Democrazia e finanza: una riflessione su un rapporto non di rado perverso
Il timore di attacchi speculativi nei confronti dell’Italia non appare per ora imminente. È vero che il Paese attraversa una fase per così dire di incertezza istituzionale dovuta all’assenza di una legge elettorale identica per entrambe le camere del Parlamento, ma i conti pubblici sono in sostanziale equilibrio, nonostante le debolezze strutturali connesse all’elevato debito pubblico. Ciò detto, appare quanto mai sintomatica di un’irriducibile forma di provincialismo politico quell’abitudine a richiamare all’ordine le forze politiche dietro la velata minaccia degli attacchi speculativi internazionali. Quasi che il Parlamento e le istituzioni ne avessero un’esigenza ontologica; una ragion d’essere immanente alla loro dialettica politica.

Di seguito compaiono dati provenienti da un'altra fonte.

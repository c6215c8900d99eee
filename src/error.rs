use crate::sink::SinkError;

/// Error returned by emission calls.
///
/// Missing field values, unknown kinds and missing templates are not
/// errors; only serialization and the sink's own write failures surface.
#[derive(thiserror::Error, Debug)]
pub enum LogError {
    #[error("failed to serialize log record: {0}")]
    Serialize(#[from] serde_json::Error),

    #[error("log sink write failed: {0}")]
    Sink(#[source] SinkError),
}

/// Error returned when installing the `tracing` bridge as global subscriber.
#[cfg(feature = "tracing-layer")]
#[derive(thiserror::Error, Debug)]
pub enum InitError {
    #[error("a global tracing subscriber is already installed")]
    AlreadyInstalled(#[from] tracing::subscriber::SetGlobalDefaultError),
}
use std::net::IpAddr;
use std::path::PathBuf;
use anyhow::{anyhow, Context};
use structopt::StructOpt;
use wxobs::api;
use wxobs::config::Config;

#[macro_use] extern crate log;

#[derive(Debug, StructOpt)]
#[structopt(name = "wxobs", about = "Serves Met Office hourly observations as a TSV download")]
struct Cli {
    /// config file
    #[structopt(long = "config", short = "c", default_value = "config.yaml", parse(from_os_str))]
    config_file: PathBuf,

    /// listen address, overrides server.address
    #[structopt(long)]
    address: Option<IpAddr>,

    /// listen port, overrides server.port
    #[structopt(long)]
    port: Option<u16>,

    /// DataPoint key, overrides datapoint.apiKey
    #[structopt(long, env = "DATAPOINT_API_KEY", hide_env_values = true)]
    api_key: Option<String>,
}

impl Cli {
    fn apply(&self, config: &mut Config) {
        if let Some(address) = self.address {
            config.server.address = address;
        }
        if let Some(port) = self.port {
            config.server.port = port;
        }
        if let Some(api_key) = &self.api_key {
            config.datapoint.api_key = api_key.clone();
        }
    }
}

#[rocket::main]
async fn main() -> anyhow::Result<()> {

  std::env::var("RUST_LOG").map_err(|_| {
      std::env::set_var("RUST_LOG", "error,wxobs=info");
  }).unwrap_or_default();
  env_logger::init();

  let args = Cli::from_args();

  let mut config = Config::load(&args.config_file)
      .with_context(|| format!("Failed to load config {}", args.config_file.display()))?;
  args.apply(&mut config);
  config.validate()?;

  info!("Serving on {}:{}", config.server.address, config.server.port);

  match api::build(&config)?.launch().await {
    Ok(_) => Ok(()),
    Err(e) => {
      error!("Error launching server : {:?}", e);
      Err(anyhow!("Error launching server : {}", e))
    }
  }
}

È così che almeno una volta ogni mese qualche benpensante ci esorta ad approvare una legge elettorale in tempi rapidi: e comunque prima che i mercati perdano la pazienza. Il fatto che non vi sia un chiaro meccanismo di voto è di per sé un elemento di indefinibile onta; il quale diviene del tutto insopportabile quando associato a moniti, e inviti a fare in fretta, che non hanno effetto alcuno se non quello di rafforzare quel senso di intollerabile controllo esterno alla vita democratica.
Non quell’indefinibile e profondo stato di indignazione dei cittadini che si vedono espropriati nei loro diritti democratici; ma solo la paura della speculazione costituirebbe il motivo unico in grado di spingere la nostra classe politica ad agire.